FR2626369A1 - Device for measuring the torque applied in particular to a motor vehicle steering wheel - Google Patents

Abstract

This device, in which the steering means include a steering column comprising a first steering shaft portion 1, on one of the ends of which the steering wheel 2 is fixed and whose other end is connected to one end of a second shaft portion 3 by a torsion bar 4, the other end of the second shaft portion 3 being connected to the rest of the steering means, is characterised in that it comprises two incremental optical encoders 6, 7, each including a rotary disc 8, 9, at the periphery of which are made alternate opaque and transparent zones, which move between means 10, 11 for emitting and receiving light from the encoder, the disc 9 of one of the encoders 7 being integral with the first shaft portion 1, and the disc 8 of the other encoder 6 being integral with the other shaft portion 3, whilst the emission and reception means 10, 11 of the two encoders are integral with a fixed part 12 of the vehicle, and means for processing the output signals of the encoders 6, 7 for measuring the relative angular displacement of the shaft portions 1, 3, and for determining therefrom the torque applied to the steering wheel.

Description

 The present invention relates to a torque measurement device applied in particular to a motor vehicle steering wheel.
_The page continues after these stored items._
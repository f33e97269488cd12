//! [`XmlTree`] to XML text.

use quick_xml::escape::partial_escape;

use crate::xml::tree::{NodeData, NodeId, XmlTree};

/// Serialize a node and its subtree.
///
/// Attributes are written in insertion order with double quotes. Text
/// escapes `&`, `<` and `>`; attribute values additionally escape `"`.
pub fn build(tree: &XmlTree, id: NodeId) -> String {
    let mut out = String::new();
    write_node(tree, id, &mut out);
    out
}

/// Serialize a whole document: declaration, prolog, root, then epilog.
///
/// Nothing separates the declaration from the root unless the prolog holds
/// whitespace; callers decide on layout.
pub fn build_document(tree: &XmlTree) -> String {
    let mut out = String::new();
    if let Some(decl) = tree.declaration() {
        out.push_str("<?");
        out.push_str(decl);
        out.push_str("?>");
    }
    for &id in tree.prolog() {
        write_node(tree, id, &mut out);
    }
    if let Some(root) = tree.root() {
        write_node(tree, root, &mut out);
    }
    for &id in tree.epilog() {
        write_node(tree, id, &mut out);
    }
    out
}

enum Step {
    Open(NodeId),
    Close(NodeId),
}

fn write_node(tree: &XmlTree, id: NodeId, out: &mut String) {
    let mut stack = vec![Step::Open(id)];

    while let Some(step) = stack.pop() {
        let id = match step {
            Step::Open(id) => id,
            Step::Close(id) => {
                if let Some(name) = tree.name(id) {
                    out.push_str("</");
                    out.push_str(name);
                    out.push('>');
                }
                continue;
            }
        };
        let Some(node) = tree.get(id) else {
            continue;
        };

        match &node.data {
            NodeData::Element {
                name,
                attrs,
                self_closing,
            } => {
                out.push('<');
                out.push_str(name);
                for (key, value) in attrs.iter() {
                    out.push(' ');
                    out.push_str(key);
                    out.push_str("=\"");
                    out.push_str(&escape_attr(value));
                    out.push('"');
                }

                if *self_closing && node.children.is_empty() {
                    out.push_str("/>");
                    continue;
                }

                out.push('>');
                stack.push(Step::Close(id));
                // Reverse so the first child is written first
                stack.extend(node.children.iter().rev().map(|&child| Step::Open(child)));
            }
            NodeData::Text(text) => out.push_str(&partial_escape(text)),
            NodeData::Comment(text) => {
                out.push_str("<!--");
                out.push_str(text);
                out.push_str("-->");
            }
            NodeData::CData(text) => {
                out.push_str("<![CDATA[");
                out.push_str(text);
                out.push_str("]]>");
            }
            NodeData::ProcessingInstruction(text) => {
                out.push_str("<?");
                out.push_str(text);
                out.push_str("?>");
            }
            NodeData::Doctype(text) => {
                out.push_str("<!DOCTYPE ");
                out.push_str(text);
                out.push('>');
            }
        }
    }
}

fn escape_attr(value: &str) -> String {
    partial_escape(value).replace('"', "&quot;")
}

#[cfg(test)]
mod tests {
    use proptest::prelude::*;

    use super::*;
    use crate::xml::parse;
    use crate::xml::tree::Attributes;

    #[test]
    fn test_build_element_with_children() {
        let mut tree = XmlTree::with_root("target", [("state", "new")].into_iter().collect());
        let root = tree.root().unwrap();
        let text = tree.create_text("a < b & c");
        tree.append(root, text);

        assert_eq!(
            build(&tree, root),
            "<target state=\"new\">a &lt; b &amp; c</target>"
        );
    }

    #[test]
    fn test_build_empty_elements() {
        let mut tree = XmlTree::with_root("unit", Attributes::new());
        let root = tree.root().unwrap();
        assert_eq!(build(&tree, root), "<unit></unit>");

        let parsed = parse("<unit><x id=\"1\"/></unit>").unwrap();
        assert_eq!(
            build(&parsed, parsed.root().unwrap()),
            "<unit><x id=\"1\"/></unit>"
        );
    }

    #[test]
    fn test_build_escapes_attribute_quotes() {
        let tree = XmlTree::with_root("a", [("t", "say \"hi\" & <go>")].into_iter().collect());
        assert_eq!(
            build(&tree, tree.root().unwrap()),
            "<a t=\"say &quot;hi&quot; &amp; &lt;go&gt;\"></a>"
        );
    }

    #[test]
    fn test_build_document_round_trip() {
        let input = "<?xml version=\"1.0\" encoding=\"UTF-8\"?><!-- generated --><xliff version=\"2.0\">\n  <file id=\"f\"><![CDATA[raw]]><?pi data?></file>\n</xliff>";
        let tree = parse(input).unwrap();
        assert_eq!(build_document(&tree), input);
    }

    #[test]
    fn test_build_document_keeps_outer_whitespace_and_epilog() {
        let input = "<?xml version=\"1.0\"?>\n<!-- generated -->\n<xliff version=\"2.0\"/>\n<!-- end -->\n";
        let tree = parse(input).unwrap();
        // Whitespace right before the root is the caller's to restore
        assert_eq!(
            build_document(&tree),
            "<?xml version=\"1.0\"?>\n<!-- generated --><xliff version=\"2.0\"/>\n<!-- end -->\n"
        );
    }

    #[test]
    fn test_build_deeply_nested_elements() {
        let depth = 200_000;
        let input = format!("{}{}", "<g>".repeat(depth), "</g>".repeat(depth));
        let tree = parse(&input).unwrap();
        assert_eq!(build(&tree, tree.root().unwrap()), input);
    }

    proptest! {
        #[test]
        fn prop_text_survives_round_trip(text in "[a-zA-Z0-9 <>&'\"\n]{0,40}") {
            let mut tree = XmlTree::with_root("source", Attributes::new());
            let root = tree.root().unwrap();
            let node = tree.create_text(text.clone());
            tree.append(root, node);
            tree.set_attr(root, "note", &text);

            let reparsed = parse(&build(&tree, root)).unwrap();
            let reparsed_root = reparsed.root().unwrap();
            prop_assert_eq!(reparsed.attr(reparsed_root, "note"), Some(text.as_str()));
            let body = reparsed.children(reparsed_root).first().and_then(|&id| reparsed.text(id));
            prop_assert_eq!(body.unwrap_or(""), text.as_str());
        }
    }
}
 There are known in the prior art a number of measuring devices of this type for steering means comprising a steering column comprising a first part of the steering shaft on one end of which is fixed the steering wheel steering, and the other end of which is connected to one end of a second part of the steering shaft by a torsion bar, the other end of the second part of the steering shaft being connected to the rest of the vehicle steering means.

 The measurement means can be constituted, for example, by strain or strain gauges. This type of sensor is the most commonly used type in the automotive industry. The gauges are mounted in Wheastone bridge and transform the deformation of a test body, for example the torsion bar, in variation of resistance therefore of tension. However, these devices have a certain number of drawbacks, due in particular to the fact that the signal generated is an analog signal of low amplitude, which can be embedded in parasitic electrical noise and which must be converted into digital signal in order to be processed. by electronic circuits on board the vehicle.

 Furthermore, the gauges require zero adjustment, calibration and thermal compensation, which is unacceptable for mass-produced automotive applications.

 There are also devices which include Hall effect sensors in which a magnet linked to the test body moves in front of a Hall effect cell which generates an analog voltage proportional to the magnetic induction.

However, the Hall effect cell must be associated with an amplifier and a drift compensation circuit as a function of temperature variations.
For a mass-produced automotive application, the cell and its amplifier must be calibrated with the magnet which is paired with them to take account of its dispersions and the analog signal must also be converted into digital signal.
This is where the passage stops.